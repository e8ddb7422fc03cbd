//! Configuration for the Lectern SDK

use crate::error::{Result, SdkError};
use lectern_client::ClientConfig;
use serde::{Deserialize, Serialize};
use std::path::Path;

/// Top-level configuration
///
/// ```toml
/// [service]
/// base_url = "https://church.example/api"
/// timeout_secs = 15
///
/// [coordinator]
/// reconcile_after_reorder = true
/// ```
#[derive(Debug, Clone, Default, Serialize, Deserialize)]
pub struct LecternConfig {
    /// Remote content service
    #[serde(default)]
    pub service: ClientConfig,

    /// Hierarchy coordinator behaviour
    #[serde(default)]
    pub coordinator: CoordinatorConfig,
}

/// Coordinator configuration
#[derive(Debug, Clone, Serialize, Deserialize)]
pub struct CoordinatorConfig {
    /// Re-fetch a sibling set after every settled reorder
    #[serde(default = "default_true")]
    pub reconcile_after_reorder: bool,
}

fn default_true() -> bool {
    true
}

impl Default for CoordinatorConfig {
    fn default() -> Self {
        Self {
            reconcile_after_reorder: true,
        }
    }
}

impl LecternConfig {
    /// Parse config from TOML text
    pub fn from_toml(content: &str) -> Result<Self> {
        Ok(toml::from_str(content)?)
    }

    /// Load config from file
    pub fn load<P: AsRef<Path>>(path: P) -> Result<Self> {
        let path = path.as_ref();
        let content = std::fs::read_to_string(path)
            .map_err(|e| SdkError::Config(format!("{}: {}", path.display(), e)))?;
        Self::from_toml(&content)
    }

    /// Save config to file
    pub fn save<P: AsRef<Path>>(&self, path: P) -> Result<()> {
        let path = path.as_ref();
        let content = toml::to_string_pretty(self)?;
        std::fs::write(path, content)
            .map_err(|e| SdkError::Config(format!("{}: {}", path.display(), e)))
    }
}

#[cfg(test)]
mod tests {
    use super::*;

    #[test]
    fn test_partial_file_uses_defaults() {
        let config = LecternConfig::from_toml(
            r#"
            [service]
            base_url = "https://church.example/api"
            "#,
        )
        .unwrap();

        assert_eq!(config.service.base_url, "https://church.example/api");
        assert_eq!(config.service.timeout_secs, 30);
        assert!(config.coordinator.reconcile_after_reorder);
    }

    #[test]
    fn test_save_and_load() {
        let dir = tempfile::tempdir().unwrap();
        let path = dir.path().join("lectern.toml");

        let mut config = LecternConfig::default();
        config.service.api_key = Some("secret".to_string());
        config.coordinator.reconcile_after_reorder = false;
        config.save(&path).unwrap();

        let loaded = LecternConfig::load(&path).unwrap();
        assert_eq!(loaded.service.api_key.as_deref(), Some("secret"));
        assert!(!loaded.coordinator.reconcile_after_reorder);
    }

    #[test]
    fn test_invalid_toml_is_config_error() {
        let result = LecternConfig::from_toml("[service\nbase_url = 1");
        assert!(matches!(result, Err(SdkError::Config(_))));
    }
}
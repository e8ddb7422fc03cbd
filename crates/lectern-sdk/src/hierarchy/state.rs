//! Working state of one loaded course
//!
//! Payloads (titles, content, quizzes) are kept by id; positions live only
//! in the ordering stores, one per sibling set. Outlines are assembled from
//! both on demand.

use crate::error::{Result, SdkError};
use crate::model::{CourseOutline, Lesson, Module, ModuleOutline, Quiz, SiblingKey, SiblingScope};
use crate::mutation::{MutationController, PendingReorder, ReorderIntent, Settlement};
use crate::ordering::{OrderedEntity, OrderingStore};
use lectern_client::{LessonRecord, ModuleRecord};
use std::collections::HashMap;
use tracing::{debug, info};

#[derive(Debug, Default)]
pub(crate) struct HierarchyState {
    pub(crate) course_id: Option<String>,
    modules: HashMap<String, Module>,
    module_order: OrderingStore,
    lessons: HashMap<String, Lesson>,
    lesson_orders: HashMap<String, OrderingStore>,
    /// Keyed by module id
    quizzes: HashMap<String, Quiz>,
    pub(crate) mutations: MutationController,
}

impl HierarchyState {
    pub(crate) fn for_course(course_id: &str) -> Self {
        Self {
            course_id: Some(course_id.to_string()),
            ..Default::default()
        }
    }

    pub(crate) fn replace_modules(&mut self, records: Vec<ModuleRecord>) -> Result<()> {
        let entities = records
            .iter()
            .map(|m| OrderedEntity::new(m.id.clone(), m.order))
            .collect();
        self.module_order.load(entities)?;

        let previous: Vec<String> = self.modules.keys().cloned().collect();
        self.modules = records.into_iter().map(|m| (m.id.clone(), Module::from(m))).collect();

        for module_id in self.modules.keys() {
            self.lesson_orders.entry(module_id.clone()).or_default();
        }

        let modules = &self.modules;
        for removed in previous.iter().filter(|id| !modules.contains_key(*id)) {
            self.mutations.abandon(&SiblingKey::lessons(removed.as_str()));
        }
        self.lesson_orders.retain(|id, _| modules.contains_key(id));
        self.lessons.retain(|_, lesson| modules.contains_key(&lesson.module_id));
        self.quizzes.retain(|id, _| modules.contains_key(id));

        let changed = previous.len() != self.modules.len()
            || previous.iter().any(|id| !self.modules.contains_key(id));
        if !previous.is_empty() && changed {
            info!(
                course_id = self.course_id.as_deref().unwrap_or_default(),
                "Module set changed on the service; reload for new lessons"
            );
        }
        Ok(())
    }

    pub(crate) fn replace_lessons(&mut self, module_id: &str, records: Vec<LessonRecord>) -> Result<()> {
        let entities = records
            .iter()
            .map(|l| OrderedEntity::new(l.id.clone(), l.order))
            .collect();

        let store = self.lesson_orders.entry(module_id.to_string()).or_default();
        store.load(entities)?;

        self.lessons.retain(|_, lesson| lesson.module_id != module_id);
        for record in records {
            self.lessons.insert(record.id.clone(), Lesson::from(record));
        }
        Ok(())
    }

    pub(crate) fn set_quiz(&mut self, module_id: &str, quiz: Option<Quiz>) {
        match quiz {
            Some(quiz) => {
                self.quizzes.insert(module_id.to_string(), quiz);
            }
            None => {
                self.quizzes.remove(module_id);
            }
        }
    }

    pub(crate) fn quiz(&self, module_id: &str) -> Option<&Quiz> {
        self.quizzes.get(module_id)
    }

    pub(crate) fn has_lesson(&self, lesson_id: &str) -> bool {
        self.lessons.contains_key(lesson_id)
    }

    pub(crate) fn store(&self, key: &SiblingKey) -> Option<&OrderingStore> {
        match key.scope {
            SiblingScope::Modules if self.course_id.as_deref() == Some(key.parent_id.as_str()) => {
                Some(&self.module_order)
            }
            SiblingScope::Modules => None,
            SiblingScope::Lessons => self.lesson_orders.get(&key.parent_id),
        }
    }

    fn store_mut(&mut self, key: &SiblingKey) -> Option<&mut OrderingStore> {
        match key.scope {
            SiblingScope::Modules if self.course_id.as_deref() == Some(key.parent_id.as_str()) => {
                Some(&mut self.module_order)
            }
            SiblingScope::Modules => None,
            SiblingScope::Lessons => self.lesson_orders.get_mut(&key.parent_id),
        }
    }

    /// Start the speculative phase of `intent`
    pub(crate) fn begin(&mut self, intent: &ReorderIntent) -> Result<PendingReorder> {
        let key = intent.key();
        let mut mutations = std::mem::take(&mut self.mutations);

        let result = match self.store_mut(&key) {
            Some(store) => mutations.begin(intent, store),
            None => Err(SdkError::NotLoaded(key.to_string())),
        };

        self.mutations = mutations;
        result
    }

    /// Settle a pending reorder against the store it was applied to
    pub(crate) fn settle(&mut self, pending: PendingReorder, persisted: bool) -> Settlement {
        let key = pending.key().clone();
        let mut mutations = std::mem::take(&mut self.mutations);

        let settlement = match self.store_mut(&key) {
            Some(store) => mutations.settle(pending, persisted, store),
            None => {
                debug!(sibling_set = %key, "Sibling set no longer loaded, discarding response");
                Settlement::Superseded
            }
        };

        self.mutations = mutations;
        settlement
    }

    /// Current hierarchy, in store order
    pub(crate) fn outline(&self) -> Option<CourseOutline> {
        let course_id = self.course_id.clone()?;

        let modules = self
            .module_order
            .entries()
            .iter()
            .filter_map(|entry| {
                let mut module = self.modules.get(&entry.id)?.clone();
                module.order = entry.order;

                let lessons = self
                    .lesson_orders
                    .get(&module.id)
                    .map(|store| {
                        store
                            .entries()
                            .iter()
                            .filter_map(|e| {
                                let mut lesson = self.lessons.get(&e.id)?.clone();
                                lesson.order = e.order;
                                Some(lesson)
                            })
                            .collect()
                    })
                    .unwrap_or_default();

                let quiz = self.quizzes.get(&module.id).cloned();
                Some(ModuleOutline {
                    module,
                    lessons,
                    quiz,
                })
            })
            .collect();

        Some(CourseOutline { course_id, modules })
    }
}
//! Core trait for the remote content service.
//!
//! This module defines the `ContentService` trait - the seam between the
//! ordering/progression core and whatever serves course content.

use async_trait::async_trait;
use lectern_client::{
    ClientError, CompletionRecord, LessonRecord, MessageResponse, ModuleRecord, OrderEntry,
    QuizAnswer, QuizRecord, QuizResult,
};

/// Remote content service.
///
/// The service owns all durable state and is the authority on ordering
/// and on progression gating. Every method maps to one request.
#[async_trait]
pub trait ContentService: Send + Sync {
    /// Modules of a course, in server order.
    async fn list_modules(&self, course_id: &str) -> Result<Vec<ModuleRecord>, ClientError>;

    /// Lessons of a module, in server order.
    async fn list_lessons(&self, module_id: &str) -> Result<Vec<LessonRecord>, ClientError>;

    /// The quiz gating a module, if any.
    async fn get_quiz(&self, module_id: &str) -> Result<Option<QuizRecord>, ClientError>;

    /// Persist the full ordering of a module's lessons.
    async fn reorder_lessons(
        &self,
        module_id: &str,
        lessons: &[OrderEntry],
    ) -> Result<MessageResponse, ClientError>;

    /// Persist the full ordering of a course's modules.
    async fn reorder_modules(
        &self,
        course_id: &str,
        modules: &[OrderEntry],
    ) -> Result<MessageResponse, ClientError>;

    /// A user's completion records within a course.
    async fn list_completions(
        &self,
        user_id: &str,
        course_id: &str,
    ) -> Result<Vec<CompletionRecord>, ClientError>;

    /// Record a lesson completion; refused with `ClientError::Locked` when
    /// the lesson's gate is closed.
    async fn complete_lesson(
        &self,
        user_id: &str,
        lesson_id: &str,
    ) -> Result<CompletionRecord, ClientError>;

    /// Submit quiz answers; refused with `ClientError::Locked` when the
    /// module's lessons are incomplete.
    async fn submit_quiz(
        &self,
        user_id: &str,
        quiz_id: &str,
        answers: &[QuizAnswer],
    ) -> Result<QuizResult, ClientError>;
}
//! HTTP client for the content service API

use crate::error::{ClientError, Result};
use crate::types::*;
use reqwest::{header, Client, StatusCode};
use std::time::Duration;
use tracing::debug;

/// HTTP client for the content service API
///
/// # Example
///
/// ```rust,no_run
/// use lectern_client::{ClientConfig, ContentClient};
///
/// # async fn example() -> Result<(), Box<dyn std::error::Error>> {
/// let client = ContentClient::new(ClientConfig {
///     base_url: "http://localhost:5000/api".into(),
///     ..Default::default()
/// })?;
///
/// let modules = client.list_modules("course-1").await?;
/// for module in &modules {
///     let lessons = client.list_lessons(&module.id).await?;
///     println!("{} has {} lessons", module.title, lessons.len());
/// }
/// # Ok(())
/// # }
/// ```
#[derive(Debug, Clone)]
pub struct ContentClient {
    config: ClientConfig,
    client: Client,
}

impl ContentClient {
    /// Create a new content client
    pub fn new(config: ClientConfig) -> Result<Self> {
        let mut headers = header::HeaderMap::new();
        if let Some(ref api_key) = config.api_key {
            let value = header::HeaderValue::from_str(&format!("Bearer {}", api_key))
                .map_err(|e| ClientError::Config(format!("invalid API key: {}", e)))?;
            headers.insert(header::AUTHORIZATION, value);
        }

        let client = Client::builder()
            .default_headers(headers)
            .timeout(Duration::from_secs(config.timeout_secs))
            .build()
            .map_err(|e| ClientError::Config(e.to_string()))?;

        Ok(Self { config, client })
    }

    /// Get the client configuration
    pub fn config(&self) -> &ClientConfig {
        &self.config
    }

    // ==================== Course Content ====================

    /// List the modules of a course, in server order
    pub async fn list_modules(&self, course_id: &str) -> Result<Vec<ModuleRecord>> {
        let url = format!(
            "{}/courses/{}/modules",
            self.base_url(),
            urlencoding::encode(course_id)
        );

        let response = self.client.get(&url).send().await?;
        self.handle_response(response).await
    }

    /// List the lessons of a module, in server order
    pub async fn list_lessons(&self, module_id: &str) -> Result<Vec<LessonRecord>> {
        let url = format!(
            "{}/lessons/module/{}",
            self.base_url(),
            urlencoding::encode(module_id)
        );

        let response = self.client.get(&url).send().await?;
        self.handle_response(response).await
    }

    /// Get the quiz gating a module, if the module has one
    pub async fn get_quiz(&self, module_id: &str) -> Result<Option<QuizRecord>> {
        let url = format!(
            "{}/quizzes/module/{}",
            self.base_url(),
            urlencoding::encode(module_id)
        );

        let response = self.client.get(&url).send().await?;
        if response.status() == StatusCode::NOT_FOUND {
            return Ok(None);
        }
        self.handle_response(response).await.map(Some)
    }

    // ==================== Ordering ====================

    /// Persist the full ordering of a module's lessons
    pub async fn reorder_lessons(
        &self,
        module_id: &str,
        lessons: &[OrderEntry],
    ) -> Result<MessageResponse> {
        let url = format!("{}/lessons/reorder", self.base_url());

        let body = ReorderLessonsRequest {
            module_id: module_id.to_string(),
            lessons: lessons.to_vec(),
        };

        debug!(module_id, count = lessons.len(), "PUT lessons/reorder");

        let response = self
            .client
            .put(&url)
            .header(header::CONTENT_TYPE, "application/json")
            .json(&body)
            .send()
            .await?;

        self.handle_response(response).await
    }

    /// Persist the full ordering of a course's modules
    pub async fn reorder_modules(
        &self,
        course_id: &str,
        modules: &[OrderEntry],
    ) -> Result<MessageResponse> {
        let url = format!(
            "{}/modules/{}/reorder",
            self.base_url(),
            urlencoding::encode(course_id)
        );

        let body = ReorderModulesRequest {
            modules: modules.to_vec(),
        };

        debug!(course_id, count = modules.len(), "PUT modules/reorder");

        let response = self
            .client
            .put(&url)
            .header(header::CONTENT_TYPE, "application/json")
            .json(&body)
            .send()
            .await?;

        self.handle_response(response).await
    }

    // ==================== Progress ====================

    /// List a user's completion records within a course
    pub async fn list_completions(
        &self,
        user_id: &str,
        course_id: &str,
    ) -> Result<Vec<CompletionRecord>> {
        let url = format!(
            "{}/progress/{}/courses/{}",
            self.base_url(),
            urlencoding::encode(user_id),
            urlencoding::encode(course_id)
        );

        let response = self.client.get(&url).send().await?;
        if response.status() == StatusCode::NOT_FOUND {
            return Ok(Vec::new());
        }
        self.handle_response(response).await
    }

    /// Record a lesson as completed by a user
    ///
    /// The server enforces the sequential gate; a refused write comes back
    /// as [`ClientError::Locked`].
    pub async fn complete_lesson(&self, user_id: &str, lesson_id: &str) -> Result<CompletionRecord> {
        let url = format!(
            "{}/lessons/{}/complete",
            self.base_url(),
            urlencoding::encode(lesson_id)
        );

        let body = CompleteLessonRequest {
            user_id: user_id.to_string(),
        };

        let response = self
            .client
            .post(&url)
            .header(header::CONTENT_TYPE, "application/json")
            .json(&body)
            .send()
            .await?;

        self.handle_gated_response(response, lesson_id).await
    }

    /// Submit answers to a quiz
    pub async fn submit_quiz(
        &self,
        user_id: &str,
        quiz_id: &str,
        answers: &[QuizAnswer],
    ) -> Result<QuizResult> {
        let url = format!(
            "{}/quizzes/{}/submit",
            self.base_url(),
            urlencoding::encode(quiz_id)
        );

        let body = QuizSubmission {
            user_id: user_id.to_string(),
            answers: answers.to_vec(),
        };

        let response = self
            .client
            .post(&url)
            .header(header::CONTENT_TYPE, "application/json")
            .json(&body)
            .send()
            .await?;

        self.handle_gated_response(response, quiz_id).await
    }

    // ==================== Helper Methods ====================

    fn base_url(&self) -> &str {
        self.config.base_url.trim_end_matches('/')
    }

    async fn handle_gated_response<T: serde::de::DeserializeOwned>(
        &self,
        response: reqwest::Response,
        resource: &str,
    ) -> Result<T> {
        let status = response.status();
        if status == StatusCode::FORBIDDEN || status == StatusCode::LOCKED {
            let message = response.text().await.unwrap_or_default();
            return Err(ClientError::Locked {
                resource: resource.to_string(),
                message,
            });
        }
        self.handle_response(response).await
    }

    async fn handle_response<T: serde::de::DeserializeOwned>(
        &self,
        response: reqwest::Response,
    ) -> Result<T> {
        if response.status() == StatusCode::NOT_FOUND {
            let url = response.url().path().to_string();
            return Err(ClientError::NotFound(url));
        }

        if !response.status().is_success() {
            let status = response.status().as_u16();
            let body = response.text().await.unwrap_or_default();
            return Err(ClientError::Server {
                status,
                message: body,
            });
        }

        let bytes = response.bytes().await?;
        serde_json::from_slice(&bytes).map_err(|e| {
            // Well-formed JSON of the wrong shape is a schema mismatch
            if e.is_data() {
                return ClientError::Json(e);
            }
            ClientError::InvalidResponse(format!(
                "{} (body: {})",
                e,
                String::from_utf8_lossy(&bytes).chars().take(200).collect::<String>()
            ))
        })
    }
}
━━━━━━━━━━━━━━━━
Exercise goal. Which lines of the records above hold the word "LecternConfig"? Copy each of them.

Output.
pub struct LecternConfig {
impl LecternConfig {
        let config = LecternConfig::from_toml(
        let mut config = LecternConfig::default();
        let loaded = LecternConfig::load(&path).unwrap();
        let result = LecternConfig::from_toml("[service\nbase_url = 1");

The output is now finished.